Information Start Marker

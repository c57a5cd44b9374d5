//! Version catalog.
//!
//! The catalog is a directory of JSON records, one per version, keyed by the
//! file stem. Descriptors are immutable once loaded.

use crate::error::{Error, Result};
use crate::types::{VersionDescriptor, VersionRecord};
use std::collections::BTreeMap;
use std::fs;
use std::path::Path;

#[derive(Debug, Clone, Default)]
pub struct Catalog {
    versions: BTreeMap<String, VersionDescriptor>,
}

/// Outcome of a host-aware lookup.
#[derive(Debug, Clone, Copy)]
pub struct Resolved<'a> {
    pub descriptor: &'a VersionDescriptor,
    /// The name originally asked for, when a 32-bit entry was substituted.
    pub substituted_for: Option<&'a str>,
}

impl Catalog {
    pub fn load(dir: &Path) -> Result<Self> {
        let mut versions = BTreeMap::new();

        if !dir.is_dir() {
            tracing::warn!("Catalog directory {} does not exist", dir.display());
            return Ok(Self { versions });
        }

        let entries = fs::read_dir(dir).map_err(Error::io("Failed to read catalog", dir))?;
        for entry in entries {
            let path = entry
                .map_err(Error::io("Failed to read catalog entry", dir))?
                .path();
            if path.extension().and_then(|s| s.to_str()) != Some("json") {
                continue;
            }
            let Some(name) = path.file_stem().and_then(|s| s.to_str()) else {
                continue;
            };

            let content = fs::read_to_string(&path)
                .map_err(Error::io("Failed to read catalog entry", &path))?;
            let record: VersionRecord =
                serde_json::from_str(&content).map_err(|source| Error::InvalidCatalogEntry {
                    path: path.clone(),
                    source,
                })?;

            tracing::trace!("Loaded catalog entry {}", name);
            versions.insert(name.to_string(), VersionDescriptor::from_record(name, record));
        }

        tracing::debug!("Loaded {} catalog entries from {}", versions.len(), dir.display());
        Ok(Self { versions })
    }

    #[cfg(test)]
    pub fn from_descriptors(descriptors: impl IntoIterator<Item = VersionDescriptor>) -> Self {
        Self {
            versions: descriptors
                .into_iter()
                .map(|d| (d.name.clone(), d))
                .collect(),
        }
    }

    pub fn resolve(&self, name: &str) -> Result<&VersionDescriptor> {
        self.versions
            .get(name)
            .ok_or_else(|| Error::VersionNotFound(name.to_string()))
    }

    /// Resolves `name`, preferring the `-32` variant on hosts that cannot
    /// execute 64-bit binaries.
    pub fn resolve_for_host<'a>(
        &'a self,
        name: &'a str,
        can_execute_64bit: bool,
    ) -> Result<Resolved<'a>> {
        if !can_execute_64bit && !name.ends_with("-32") {
            if let Some(descriptor) = self.versions.get(&format!("{}-32", name)) {
                return Ok(Resolved {
                    descriptor,
                    substituted_for: Some(name),
                });
            }
        }
        Ok(Resolved {
            descriptor: self.resolve(name)?,
            substituted_for: None,
        })
    }

    /// All entries ordered by version, 64-bit before 32-bit for equal versions.
    pub fn versions(&self) -> Vec<&VersionDescriptor> {
        let mut versions: Vec<_> = self.versions.values().collect();
        versions.sort_by(|a, b| {
            a.version_info
                .cmp(&b.version_info)
                .then_with(|| a.is_32bit().cmp(&b.is_32bit()))
                .then_with(|| a.name.cmp(&b.name))
        });
        versions
    }

    /// Entries worth showing on this host: a 64-bit entry is hidden when the
    /// host cannot run it and a 32-bit counterpart exists.
    pub fn visible_versions(&self, can_execute_64bit: bool) -> Vec<&VersionDescriptor> {
        self.versions()
            .into_iter()
            .filter(|v| {
                can_execute_64bit
                    || v.is_32bit()
                    || !self.versions.contains_key(&format!("{}-32", v.name))
            })
            .collect()
    }

    pub fn is_empty(&self) -> bool {
        self.versions.is_empty()
    }
}
pub mod command;
pub mod outcome;
mod wizard;

pub use command::{CreateOptions, execute};
pub use outcome::CreateOutcome;
//! Shared in-memory file backing store for port-scoped test doubles.

use std::collections::BTreeMap;
use std::path::{Path, PathBuf};
use std::sync::{Arc, Mutex};

/// In-memory file storage shared across port-scoped test doubles.
///
/// Tests seed files through this handle, hand a clone to `MockOutputStore`,
/// and inspect what production code wrote afterwards.
#[derive(Clone, Debug, Default)]
pub struct TestFiles {
    pub(crate) files: Arc<Mutex<BTreeMap<PathBuf, String>>>,
}

impl TestFiles {
    pub fn new() -> Self {
        Self::default()
    }

    /// Seed a file into the in-memory store.
    #[allow(dead_code)]
    pub fn add(&self, path: impl Into<PathBuf>, content: &str) {
        self.files.lock().unwrap().insert(path.into(), content.to_string());
    }

    pub fn read(&self, path: impl AsRef<Path>) -> Option<String> {
        self.files.lock().unwrap().get(path.as_ref()).cloned()
    }

    pub fn len(&self) -> usize {
        self.files.lock().unwrap().len()
    }
}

Information End Marker

_Task directions:_ The response must restate every entry word for word.

_Answer to this problem:_
repository c57a5cd44b9374d5
//! Version catalog.
//!
//! The catalog is a directory of JSON records, one per version, keyed by the
//! file stem. Descriptors are immutable once loaded.

use crate::error::{Error, Result};
use crate::types::{VersionDescriptor, VersionRecord};
use std::collections::BTreeMap;
use std::fs;
use std::path::Path;

#[derive(Debug, Clone, Default)]
pub struct Catalog {
    versions: BTreeMap<String, VersionDescriptor>,
}

/// Outcome of a host-aware lookup.
#[derive(Debug, Clone, Copy)]
pub struct Resolved<'a> {
    pub descriptor: &'a VersionDescriptor,
    /// The name originally asked for, when a 32-bit entry was substituted.
    pub substituted_for: Option<&'a str>,
}

impl Catalog {
    pub fn load(dir: &Path) -> Result<Self> {
        let mut versions = BTreeMap::new();

        if !dir.is_dir() {
            tracing::warn!("Catalog directory {} does not exist", dir.display());
            return Ok(Self { versions });
        }

        let entries = fs::read_dir(dir).map_err(Error::io("Failed to read catalog", dir))?;
        for entry in entries {
            let path = entry
                .map_err(Error::io("Failed to read catalog entry", dir))?
                .path();
            if path.extension().and_then(|s| s.to_str()) != Some("json") {
                continue;
            }
            let Some(name) = path.file_stem().and_then(|s| s.to_str()) else {
                continue;
            };

            let content = fs::read_to_string(&path)
                .map_err(Error::io("Failed to read catalog entry", &path))?;
            let record: VersionRecord =
                serde_json::from_str(&content).map_err(|source| Error::InvalidCatalogEntry {
                    path: path.clone(),
                    source,
                })?;

            tracing::trace!("Loaded catalog entry {}", name);
            versions.insert(name.to_string(), VersionDescriptor::from_record(name, record));
        }

        tracing::debug!("Loaded {} catalog entries from {}", versions.len(), dir.display());
        Ok(Self { versions })
    }

    #[cfg(test)]
    pub fn from_descriptors(descriptors: impl IntoIterator<Item = VersionDescriptor>) -> Self {
        Self {
            versions: descriptors
                .into_iter()
                .map(|d| (d.name.clone(), d))
                .collect(),
        }
    }

    pub fn resolve(&self, name: &str) -> Result<&VersionDescriptor> {
        self.versions
            .get(name)
            .ok_or_else(|| Error::VersionNotFound(name.to_string()))
    }

    /// Resolves `name`, preferring the `-32` variant on hosts that cannot
    /// execute 64-bit binaries.
    pub fn resolve_for_host<'a>(
        &'a self,
        name: &'a str,
        can_execute_64bit: bool,
    ) -> Result<Resolved<'a>> {
        if !can_execute_64bit && !name.ends_with("-32") {
            if let Some(descriptor) = self.versions.get(&format!("{}-32", name)) {
                return Ok(Resolved {
                    descriptor,
                    substituted_for: Some(name),
                });
            }
        }
        Ok(Resolved {
            descriptor: self.resolve(name)?,
            substituted_for: None,
        })
    }

    /// All entries ordered by version, 64-bit before 32-bit for equal versions.
    pub fn versions(&self) -> Vec<&VersionDescriptor> {
        let mut versions: Vec<_> = self.versions.values().collect();
        versions.sort_by(|a, b| {
            a.version_info
                .cmp(&b.version_info)
                .then_with(|| a.is_32bit().cmp(&b.is_32bit()))
                .then_with(|| a.name.cmp(&b.name))
        });
        versions
    }

    /// Entries worth showing on this host: a 64-bit entry is hidden when the
    /// host cannot run it and a 32-bit counterpart exists.
    pub fn visible_versions(&self, can_execute_64bit: bool) -> Vec<&VersionDescriptor> {
        self.versions()
            .into_iter()
            .filter(|v| {
                can_execute_64bit
                    || v.is_32bit()
                    || !self.versions.contains_key(&format!("{}-32", v.name))
            })
            .collect()
    }

    pub fn is_empty(&self) -> bool {
        self.versions.is_empty()
    }
}
pub mod command;
pub mod outcome;
mod wizard;

pub use command::{CreateOptions, execute};
pub use outcome::CreateOutcome;
//! Shared in-memory file backing store for port-scoped test doubles.

use std::collections::BTreeMap;
use std::path::{Path, PathBuf};
use std::sync::{Arc, Mutex};

/// In-memory file storage shared across port-scoped test doubles.
///
/// Tests seed files through this handle, hand a clone to `MockOutputStore`,
/// and inspect what production code wrote afterwards.
#[derive(Clone, Debug, Default)]
pub struct TestFiles {
    pub(crate) files: Arc<Mutex<BTreeMap<PathBuf, String>>>,
}

impl TestFiles {
    pub fn new() -> Self {
        Self::default()
    }

    /// Seed a file into the in-memory store.
    #[allow(dead_code)]
    pub fn add(&self, path: impl Into<PathBuf>, content: &str) {
        self.files.lock().unwrap().insert(path.into(), content.to_string());
    }

    pub fn read(&self, path: impl AsRef<Path>) -> Option<String> {
        self.files.lock().unwrap().get(path.as_ref()).cloned()
    }

    pub fn len(&self) -> usize {
        self.files.lock().unwrap().len()
    }
}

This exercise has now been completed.